■ EXERCISE DETAILS ■
Would you reproduce exactly the lines below from the one holding "let (id, id2)" through the one holding "pub fn into_bytes(self)", inclusive, and no others?

■ ENTRIES SHOWN ■

// Copyright (c) 2026 Amunchain
// Licensed under the Apache License, Version 2.0 (the "License");
// you may not use this file except in compliance with the License.
// You may obtain a copy of the License at
//     http://www.apache.org/licenses/LICENSE-2.0
// Unless required by applicable law or agreed to in writing, software
// distributed under the License is distributed on an "AS IS" BASIS,
// WITHOUT WARRANTIES OR CONDITIONS OF ANY KIND, either express or implied.
// See the License for the specific language governing permissions and
// limitations under the License.

#![forbid(unsafe_code)]
#![warn(missing_docs)]

//! Deterministic core types and canonical encoding helpers.

use bincode::Options;
use serde::{de, de::DeserializeOwned, Deserialize, Deserializer, Serialize, Serializer};
use std::fmt;
use std::str::FromStr;
use std::sync::atomic::{AtomicU64, Ordering};
use std::time::{SystemTime, UNIX_EPOCH};
use thiserror::Error;

use crate::core::security::crypto::sha256;

/// Canonical serialization error.
#[derive(Debug, Error, Clone, PartialEq, Eq)]
pub enum CodecError {
    #[error("serialization")]
    Serialize,
    #[error("deserialization")]
    Deserialize,
    #[error("size limit exceeded")]
    TooLarge,
    #[error("unexpected end of input")]
    UnexpectedEof,
    #[error("trailing bytes")]
    TrailingBytes,
    #[error("invalid {0}")]
    Invalid(&'static str),
}

/// Upper bound for a single stored record.
pub const MAX_RECORD_BYTES: usize = 4 * 1024 * 1024;

/// Canonical bincode options (deterministic).
fn bincode_opts() -> impl Options {
    // Fixint encoding provides a stable integer representation.
    bincode::DefaultOptions::new()
        .with_fixint_encoding()
        .reject_trailing_bytes()
}

/// Encode with deterministic rules. Requires deterministic container ordering (use BTreeMap/BTreeSet).
pub fn encode_canonical<T: Serialize>(v: &T) -> Result<Vec<u8>, CodecError> {
    bincode_opts()
        .serialize(v)
        .map_err(|_| CodecError::Serialize)
}

/// Decode with a hard size cap.
pub fn decode_canonical_limited<T: DeserializeOwned>(
    bytes: &[u8],
    max: usize,
) -> Result<T, CodecError> {
    if bytes.len() > max {
        return Err(CodecError::TooLarge);
    }
    bincode_opts()
        .with_limit(max as u64)
        .deserialize(bytes)
        .map_err(|_| CodecError::Deserialize)
}

/// Decode a stored record.
pub fn decode_record<T: DeserializeOwned>(bytes: &[u8]) -> Result<T, CodecError> {
    decode_canonical_limited(bytes, MAX_RECORD_BYTES)
}

struct FixedBytesVisitor<const N: usize>;

impl<'de, const N: usize> de::Visitor<'de> for FixedBytesVisitor<N> {
    type Value = [u8; N];

    fn expecting(&self, f: &mut fmt::Formatter<'_>) -> fmt::Result {
        write!(f, "{N} bytes or a hex string")
    }

    fn visit_str<E: de::Error>(self, v: &str) -> Result<Self::Value, E> {
        let raw = hex::decode(v).map_err(E::custom)?;
        self.visit_bytes(&raw)
    }

    fn visit_bytes<E: de::Error>(self, v: &[u8]) -> Result<Self::Value, E> {
        if v.len() != N {
            return Err(E::invalid_length(v.len(), &self));
        }
        let mut out = [0u8; N];
        out.copy_from_slice(v);
        Ok(out)
    }

    fn visit_seq<A: de::SeqAccess<'de>>(self, mut seq: A) -> Result<Self::Value, A::Error> {
        let mut out = [0u8; N];
        for (i, b) in out.iter_mut().enumerate() {
            *b = seq
                .next_element()?
                .ok_or_else(|| de::Error::invalid_length(i, &self))?;
        }
        Ok(out)
    }
}

macro_rules! fixed_bytes {
    ($(#[$meta:meta])* $name:ident, $len:expr) => {
        $(#[$meta])*
        #[derive(Clone, Copy, PartialEq, Eq, PartialOrd, Ord, Hash)]
        pub struct $name(pub [u8; $len]);

        impl $name {
            /// All-zero value.
            pub const ZERO: Self = Self([0u8; $len]);
            /// Length in bytes.
            pub const LEN: usize = $len;

            /// Construct from raw bytes.
            pub fn from_bytes(b: [u8; $len]) -> Self {
                Self(b)
            }
            /// Return bytes.
            pub fn as_bytes(&self) -> &[u8; $len] {
                &self.0
            }
            /// Construct from a slice of exactly the right length.
            pub fn from_slice(b: &[u8]) -> Option<Self> {
                if b.len() != $len {
                    return None;
                }
                let mut out = [0u8; $len];
                out.copy_from_slice(b);
                Some(Self(out))
            }
            /// True if every byte is zero.
            pub fn is_zero(&self) -> bool {
                self.0.iter().all(|b| *b == 0)
            }
            /// Lowercase hex.
            pub fn to_hex(&self) -> String {
                hex::encode(self.0)
            }
            /// Parse lowercase/uppercase hex.
            pub fn from_hex(s: &str) -> Result<Self, CodecError> {
                let raw = hex::decode(s).map_err(|_| CodecError::Invalid("hex"))?;
                Self::from_slice(&raw).ok_or(CodecError::Invalid("length"))
            }
        }

        impl fmt::Debug for $name {
            fn fmt(&self, f: &mut fmt::Formatter<'_>) -> fmt::Result {
                write!(f, "{}({})", stringify!($name), self.to_hex())
            }
        }

        impl fmt::Display for $name {
            fn fmt(&self, f: &mut fmt::Formatter<'_>) -> fmt::Result {
                f.write_str(&self.to_hex())
            }
        }

        impl Serialize for $name {
            fn serialize<S: Serializer>(&self, s: S) -> Result<S::Ok, S::Error> {
                if s.is_human_readable() {
                    s.serialize_str(&self.to_hex())
                } else {
                    s.serialize_bytes(&self.0)
                }
            }
        }

        impl<'de> Deserialize<'de> for $name {
            fn deserialize<D: Deserializer<'de>>(d: D) -> Result<Self, D::Error> {
                if d.is_human_readable() {
                    d.deserialize_str(FixedBytesVisitor::<$len>).map(Self)
                } else {
                    d.deserialize_bytes(FixedBytesVisitor::<$len>).map(Self)
                }
            }
        }
    };
}

fixed_bytes!(
    /// 256-bit hash type (32 bytes).
    H256,
    32
);

fixed_bytes!(
    /// Ed25519 public key bytes.
    PublicKey,
    32
);

fixed_bytes!(
    /// Ed25519 signature bytes.
    Signature,
    64
);

impl H256 {
    /// Little-endian u64 over the first 8 bytes; block and transaction ids are derived this way.
    pub fn id_prefix(&self) -> u64 {
        let mut b = [0u8; 8];
        b.copy_from_slice(&self.0[..8]);
        u64::from_le_bytes(b)
    }
}

/// 96-bit account identifier: primary id + disambiguator, both taken from SHA-256(public key).
#[derive(Clone, Copy, Default, PartialEq, Eq, PartialOrd, Ord, Hash)]
pub struct FullId {
    /// Primary 64-bit id.
    pub id: u64,
    /// 32-bit disambiguator.
    pub id2: u32,
}

const ADDRESS_PREFIX: &str = "AMUN-";

impl FullId {
    /// The designated burn account; exempt from the balance invariant.
    pub const BURN: FullId = FullId { id: 0, id2: 0 };

    /// Construct from parts.
    pub fn new(id: u64, id2: u32) -> Self {
        Self { id, id2 }
    }

    /// Derive from a public key.
    pub fn from_public_key(pk: &PublicKey) -> Self {
        let h = sha256(pk.as_bytes());
        let mut a = [0u8; 8];
        a.copy_from_slice(&h[..8]);
        let mut b = [0u8; 4];
        b.copy_from_slice(&h[8..12]);
        Self {
            id: u64::from_le_bytes(a),
            id2: u32::from_le_bytes(b),
        }
    }

    /// True for the all-zero id.
    pub fn is_zero(&self) -> bool {
        self.id == 0 && self.id2 == 0
    }

    /// Big-endian storage key (orders by id, then id2).
    pub fn key_bytes(&self) -> [u8; 12] {
        let mut out = [0u8; 12];
        out[..8].copy_from_slice(&self.id.to_be_bytes());
        out[8..].copy_from_slice(&self.id2.to_be_bytes());
        out
    }

    /// Inverse of [`FullId::key_bytes`].
    pub fn from_key_bytes(b: &[u8]) -> Option<Self> {
        if b.len() < 12 {
            return None;
        }
        let mut a = [0u8; 8];
        a.copy_from_slice(&b[..8]);
        let mut c = [0u8; 4];
        c.copy_from_slice(&b[8..12]);
        Some(Self {
            id: u64::from_be_bytes(a),
            id2: u32::from_be_bytes(c),
        })
    }
}

impl fmt::Display for FullId {
    fn fmt(&self, f: &mut fmt::Formatter<'_>) -> fmt::Result {
        write!(f, "{ADDRESS_PREFIX}{}", bs58::encode(self.key_bytes()).into_string())
    }
}

impl fmt::Debug for FullId {
    fn fmt(&self, f: &mut fmt::Formatter<'_>) -> fmt::Result {
        write!(f, "FullId({}:{})", self.id, self.id2)
    }
}

impl FromStr for FullId {
    type Err = CodecError;

    fn from_str(s: &str) -> Result<Self, Self::Err> {
        let body = s
            .strip_prefix(ADDRESS_PREFIX)
            .ok_or(CodecError::Invalid("address prefix"))?;
        let raw = bs58::decode(body)
            .into_vec()
            .map_err(|_| CodecError::Invalid("address"))?;
        if raw.len() != 12 {
            return Err(CodecError::Invalid("address length"));
        }
        FullId::from_key_bytes(&raw).ok_or(CodecError::Invalid("address"))
    }
}

impl Serialize for FullId {
    fn serialize<S: Serializer>(&self, s: S) -> Result<S::Ok, S::Error> {
        if s.is_human_readable() {
            s.serialize_str(&self.to_string())
        } else {
            (self.id, self.id2).serialize(s)
        }
    }
}

impl<'de> Deserialize<'de> for FullId {
    fn deserialize<D: Deserializer<'de>>(d: D) -> Result<Self, D::Error> {
        if d.is_human_readable() {
            let s = String::deserialize(d)?;
            s.parse().map_err(de::Error::custom)
        } else {
            let (id, id2) = <(u64, u32)>::deserialize(d)?;
            Ok(Self { id, id2 })
        }
    }
}

/// Little-endian wire writer.
#[derive(Default)]
pub struct ByteWriter {
    buf: Vec<u8>,
}

impl ByteWriter {
    /// Empty writer.
    pub fn new() -> Self {
        Self::default()
    }
    /// Writer with preallocated capacity.
    pub fn with_capacity(n: usize) -> Self {
        Self {
            buf: Vec::with_capacity(n),
        }
    }
    /// Append one byte.
    pub fn put_u8(&mut self, v: u8) {
        self.buf.push(v);
    }
    /// Append a LE u16.
    pub fn put_u16(&mut self, v: u16) {
        self.buf.extend_from_slice(&v.to_le_bytes());
    }
    /// Append a LE u32.
    pub fn put_u32(&mut self, v: u32) {
        self.buf.extend_from_slice(&v.to_le_bytes());
    }
    /// Append a LE u64.
    pub fn put_u64(&mut self, v: u64) {
        self.buf.extend_from_slice(&v.to_le_bytes());
    }
    /// Append a LE i64.
    pub fn put_i64(&mut self, v: i64) {
        self.buf.extend_from_slice(&v.to_le_bytes());
    }
    /// Append raw bytes.
    pub fn put_bytes(&mut self, b: &[u8]) {
        self.buf.extend_from_slice(b);
    }
    /// Append a u16-length-prefixed UTF-8 string (callers bound the length).
    pub fn put_string(&mut self, s: &str) {
        let len = u16::try_from(s.len()).unwrap_or(u16::MAX);
        self.put_u16(len);
        self.buf.extend_from_slice(&s.as_bytes()[..len as usize]);
    }
    /// Append a u32-length-prefixed blob.
    pub fn put_blob(&mut self, b: &[u8]) {
        let len = u32::try_from(b.len()).unwrap_or(u32::MAX);
        self.put_u32(len);
        self.buf.extend_from_slice(&b[..len as usize]);
    }
    /// Current length.
    pub fn len(&self) -> usize {
        self.buf.len()
    }
    /// True if nothing was written.
    pub fn is_empty(&self) -> bool {
        self.buf.is_empty()
    }
    /// Finish and return bytes.
    pub fn into_bytes(self) -> Vec<u8> {
        self.buf
    }
}

/// Little-endian wire reader.
pub struct ByteReader<'a> {
    data: &'a [u8],
    pos: usize,
}

impl<'a> ByteReader<'a> {
    /// Reader over a byte slice.
    pub fn new(data: &'a [u8]) -> Self {
        Self { data, pos: 0 }
    }

    fn take(&mut self, n: usize) -> Result<&'a [u8], CodecError> {
        let end = self.pos.checked_add(n).ok_or(CodecError::UnexpectedEof)?;
        if end > self.data.len() {
            return Err(CodecError::UnexpectedEof);
        }
        let out = &self.data[self.pos..end];
        self.pos = end;
        Ok(out)
    }

    fn take_array<const N: usize>(&mut self) -> Result<[u8; N], CodecError> {
        let mut out = [0u8; N];
        out.copy_from_slice(self.take(N)?);
        Ok(out)
    }

    /// Read one byte.
    pub fn get_u8(&mut self) -> Result<u8, CodecError> {
        Ok(self.take(1)?[0])
    }
    /// Read a LE u16.
    pub fn get_u16(&mut self) -> Result<u16, CodecError> {
        Ok(u16::from_le_bytes(self.take_array()?))
    }
    /// Read a LE u32.
    pub fn get_u32(&mut self) -> Result<u32, CodecError> {
        Ok(u32::from_le_bytes(self.take_array()?))
    }
    /// Read a LE u64.
    pub fn get_u64(&mut self) -> Result<u64, CodecError> {
        Ok(u64::from_le_bytes(self.take_array()?))
    }
    /// Read a LE i64.
    pub fn get_i64(&mut self) -> Result<i64, CodecError> {
        Ok(i64::from_le_bytes(self.take_array()?))
    }
    /// Read a fixed-size array.
    pub fn get_array<const N: usize>(&mut self) -> Result<[u8; N], CodecError> {
        self.take_array()
    }
    /// Read `n` raw bytes.
    pub fn get_bytes(&mut self, n: usize) -> Result<Vec<u8>, CodecError> {
        Ok(self.take(n)?.to_vec())
    }
    /// Read a u16-length-prefixed UTF-8 string of at most `max` bytes.
    pub fn get_string(&mut self, max: usize) -> Result<String, CodecError> {
        let len = self.get_u16()? as usize;
        if len > max {
            return Err(CodecError::TooLarge);
        }
        let raw = self.take(len)?;
        String::from_utf8(raw.to_vec()).map_err(|_| CodecError::Invalid("utf-8"))
    }
    /// Read a u32-length-prefixed blob of at most `max` bytes.
    pub fn get_blob(&mut self, max: usize) -> Result<Vec<u8>, CodecError> {
        let len = self.get_u32()? as usize;
        if len > max {
            return Err(CodecError::TooLarge);
        }
        self.get_bytes(len)
    }
    /// Bytes consumed so far.
    pub fn position(&self) -> usize {
        self.pos
    }
    /// Bytes left.
    pub fn remaining(&self) -> usize {
        self.data.len() - self.pos
    }
    /// Fail if anything is left unread.
    pub fn finish(&self) -> Result<(), CodecError> {
        if self.remaining() != 0 {
            return Err(CodecError::TrailingBytes);
        }
        Ok(())
    }
}

/// Source of epoch time (seconds since the chain epoch).
pub trait Clock: Send + Sync {
    /// Current epoch time in seconds.
    fn now(&self) -> u64;
}

/// Wall clock relative to a configured epoch beginning.
#[derive(Clone, Debug)]
pub struct SystemClock {
    epoch_beginning_secs: u64,
}

impl SystemClock {
    /// Clock whose zero is `epoch_beginning_secs` UNIX seconds.
    pub fn new(epoch_beginning_secs: u64) -> Self {
        Self {
            epoch_beginning_secs,
        }
    }
}

impl Clock for SystemClock {
    fn now(&self) -> u64 {
        SystemTime::now()
            .duration_since(UNIX_EPOCH)
            .map(|d| d.as_secs())
            .unwrap_or(0)
            .saturating_sub(self.epoch_beginning_secs)
    }
}

/// Manually driven clock for simulations and tests.
#[derive(Debug, Default)]
pub struct ManualClock(AtomicU64);

impl ManualClock {
    /// Clock starting at `t`.
    pub fn new(t: u64) -> Self {
        Self(AtomicU64::new(t))
    }
    /// Set the time.
    pub fn set(&self, t: u64) {
        self.0.store(t, Ordering::SeqCst);
    }
    /// Advance by `secs`.
    pub fn advance(&self, secs: u64) {
        self.0.fetch_add(secs, Ordering::SeqCst);
    }
}

impl Clock for ManualClock {
    fn now(&self) -> u64 {
        self.0.load(Ordering::SeqCst)
    }
}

■ RESPONSE AREA ■
            let (id, id2) = <(u64, u32)>::deserialize(d)?;
            Ok(Self { id, id2 })
        }
    }
}

/// Little-endian wire writer.
#[derive(Default)]
pub struct ByteWriter {
    buf: Vec<u8>,
}

impl ByteWriter {
    /// Empty writer.
    pub fn new() -> Self {
        Self::default()
    }
    /// Writer with preallocated capacity.
    pub fn with_capacity(n: usize) -> Self {
        Self {
            buf: Vec::with_capacity(n),
        }
    }
    /// Append one byte.
    pub fn put_u8(&mut self, v: u8) {
        self.buf.push(v);
    }
    /// Append a LE u16.
    pub fn put_u16(&mut self, v: u16) {
        self.buf.extend_from_slice(&v.to_le_bytes());
    }
    /// Append a LE u32.
    pub fn put_u32(&mut self, v: u32) {
        self.buf.extend_from_slice(&v.to_le_bytes());
    }
    /// Append a LE u64.
    pub fn put_u64(&mut self, v: u64) {
        self.buf.extend_from_slice(&v.to_le_bytes());
    }
    /// Append a LE i64.
    pub fn put_i64(&mut self, v: i64) {
        self.buf.extend_from_slice(&v.to_le_bytes());
    }
    /// Append raw bytes.
    pub fn put_bytes(&mut self, b: &[u8]) {
        self.buf.extend_from_slice(b);
    }
    /// Append a u16-length-prefixed UTF-8 string (callers bound the length).
    pub fn put_string(&mut self, s: &str) {
        let len = u16::try_from(s.len()).unwrap_or(u16::MAX);
        self.put_u16(len);
        self.buf.extend_from_slice(&s.as_bytes()[..len as usize]);
    }
    /// Append a u32-length-prefixed blob.
    pub fn put_blob(&mut self, b: &[u8]) {
        let len = u32::try_from(b.len()).unwrap_or(u32::MAX);
        self.put_u32(len);
        self.buf.extend_from_slice(&b[..len as usize]);
    }
    /// Current length.
    pub fn len(&self) -> usize {
        self.buf.len()
    }
    /// True if nothing was written.
    pub fn is_empty(&self) -> bool {
        self.buf.is_empty()
    }
    /// Finish and return bytes.
    pub fn into_bytes(self) -> Vec<u8> {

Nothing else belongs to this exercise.